▶ WORK REQUEST
Quote the entries that follow exactly, leaving none out.

(THE RECORDS begins)

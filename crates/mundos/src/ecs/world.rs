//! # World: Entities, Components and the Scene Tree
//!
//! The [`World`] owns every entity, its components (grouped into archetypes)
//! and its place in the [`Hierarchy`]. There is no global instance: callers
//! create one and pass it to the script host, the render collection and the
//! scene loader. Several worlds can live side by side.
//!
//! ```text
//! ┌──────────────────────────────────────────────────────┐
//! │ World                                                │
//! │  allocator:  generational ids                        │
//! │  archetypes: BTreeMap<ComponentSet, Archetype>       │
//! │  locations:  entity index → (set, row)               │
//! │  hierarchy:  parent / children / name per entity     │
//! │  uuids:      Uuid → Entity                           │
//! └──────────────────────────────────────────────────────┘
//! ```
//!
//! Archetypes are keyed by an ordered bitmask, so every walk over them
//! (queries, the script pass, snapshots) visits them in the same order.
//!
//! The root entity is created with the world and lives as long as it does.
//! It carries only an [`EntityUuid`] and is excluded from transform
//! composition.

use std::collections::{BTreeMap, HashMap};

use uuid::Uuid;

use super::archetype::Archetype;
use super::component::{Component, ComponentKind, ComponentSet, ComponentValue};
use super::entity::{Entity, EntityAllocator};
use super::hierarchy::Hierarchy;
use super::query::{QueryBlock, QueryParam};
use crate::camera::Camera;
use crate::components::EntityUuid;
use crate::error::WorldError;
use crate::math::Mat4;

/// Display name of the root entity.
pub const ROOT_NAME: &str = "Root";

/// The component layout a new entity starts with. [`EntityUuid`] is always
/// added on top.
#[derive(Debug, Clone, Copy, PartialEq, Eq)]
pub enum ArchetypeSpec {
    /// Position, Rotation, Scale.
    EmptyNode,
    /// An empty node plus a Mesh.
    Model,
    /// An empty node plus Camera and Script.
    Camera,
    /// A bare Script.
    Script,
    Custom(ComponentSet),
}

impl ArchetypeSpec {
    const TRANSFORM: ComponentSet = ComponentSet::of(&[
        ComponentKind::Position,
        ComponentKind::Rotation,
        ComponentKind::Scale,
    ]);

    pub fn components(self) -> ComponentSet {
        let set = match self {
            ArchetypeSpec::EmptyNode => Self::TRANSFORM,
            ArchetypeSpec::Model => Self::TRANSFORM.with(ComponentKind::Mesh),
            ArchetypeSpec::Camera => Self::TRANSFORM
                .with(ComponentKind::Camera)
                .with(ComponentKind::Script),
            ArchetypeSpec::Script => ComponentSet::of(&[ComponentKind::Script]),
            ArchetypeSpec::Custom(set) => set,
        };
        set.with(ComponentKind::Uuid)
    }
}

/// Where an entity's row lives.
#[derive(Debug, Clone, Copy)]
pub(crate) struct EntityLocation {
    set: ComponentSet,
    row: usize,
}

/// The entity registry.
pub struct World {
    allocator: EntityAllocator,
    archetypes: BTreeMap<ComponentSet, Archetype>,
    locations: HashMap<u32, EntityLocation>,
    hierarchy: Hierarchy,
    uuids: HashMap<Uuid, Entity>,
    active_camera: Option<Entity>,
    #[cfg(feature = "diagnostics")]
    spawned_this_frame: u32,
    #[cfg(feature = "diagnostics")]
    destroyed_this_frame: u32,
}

(THE RECORDS ends)

▶ EXERCISE OUTPUT
filename crates/mundos/src/ecs/world.rs
//! # World: Entities, Components and the Scene Tree
//!
//! The [`World`] owns every entity, its components (grouped into archetypes)
//! and its place in the [`Hierarchy`]. There is no global instance: callers
//! create one and pass it to the script host, the render collection and the
//! scene loader. Several worlds can live side by side.
//!
//! ```text
//! ┌──────────────────────────────────────────────────────┐
//! │ World                                                │
//! │  allocator:  generational ids                        │
//! │  archetypes: BTreeMap<ComponentSet, Archetype>       │
//! │  locations:  entity index → (set, row)               │
//! │  hierarchy:  parent / children / name per entity     │
//! │  uuids:      Uuid → Entity                           │
//! └──────────────────────────────────────────────────────┘
//! ```
//!
//! Archetypes are keyed by an ordered bitmask, so every walk over them
//! (queries, the script pass, snapshots) visits them in the same order.
//!
//! The root entity is created with the world and lives as long as it does.
//! It carries only an [`EntityUuid`] and is excluded from transform
//! composition.

use std::collections::{BTreeMap, HashMap};

use uuid::Uuid;

use super::archetype::Archetype;
use super::component::{Component, ComponentKind, ComponentSet, ComponentValue};
use super::entity::{Entity, EntityAllocator};
use super::hierarchy::Hierarchy;
use super::query::{QueryBlock, QueryParam};
use crate::camera::Camera;
use crate::components::EntityUuid;
use crate::error::WorldError;
use crate::math::Mat4;

/// Display name of the root entity.
pub const ROOT_NAME: &str = "Root";

/// The component layout a new entity starts with. [`EntityUuid`] is always
/// added on top.
#[derive(Debug, Clone, Copy, PartialEq, Eq)]
pub enum ArchetypeSpec {
    /// Position, Rotation, Scale.
    EmptyNode,
    /// An empty node plus a Mesh.
    Model,
    /// An empty node plus Camera and Script.
    Camera,
    /// A bare Script.
    Script,
    Custom(ComponentSet),
}

impl ArchetypeSpec {
    const TRANSFORM: ComponentSet = ComponentSet::of(&[
        ComponentKind::Position,
        ComponentKind::Rotation,
        ComponentKind::Scale,
    ]);

    pub fn components(self) -> ComponentSet {
        let set = match self {
            ArchetypeSpec::EmptyNode => Self::TRANSFORM,
            ArchetypeSpec::Model => Self::TRANSFORM.with(ComponentKind::Mesh),
            ArchetypeSpec::Camera => Self::TRANSFORM
                .with(ComponentKind::Camera)
                .with(ComponentKind::Script),
            ArchetypeSpec::Script => ComponentSet::of(&[ComponentKind::Script]),
            ArchetypeSpec::Custom(set) => set,
        };
        set.with(ComponentKind::Uuid)
    }
}

/// Where an entity's row lives.
#[derive(Debug, Clone, Copy)]
pub(crate) struct EntityLocation {
    set: ComponentSet,
    row: usize,
}

/// The entity registry.
pub struct World {
    allocator: EntityAllocator,
    archetypes: BTreeMap<ComponentSet, Archetype>,
    locations: HashMap<u32, EntityLocation>,
    hierarchy: Hierarchy,
    uuids: HashMap<Uuid, Entity>,
    active_camera: Option<Entity>,
    #[cfg(feature = "diagnostics")]
    spawned_this_frame: u32,
    #[cfg(feature = "diagnostics")]
    destroyed_this_frame: u32,
}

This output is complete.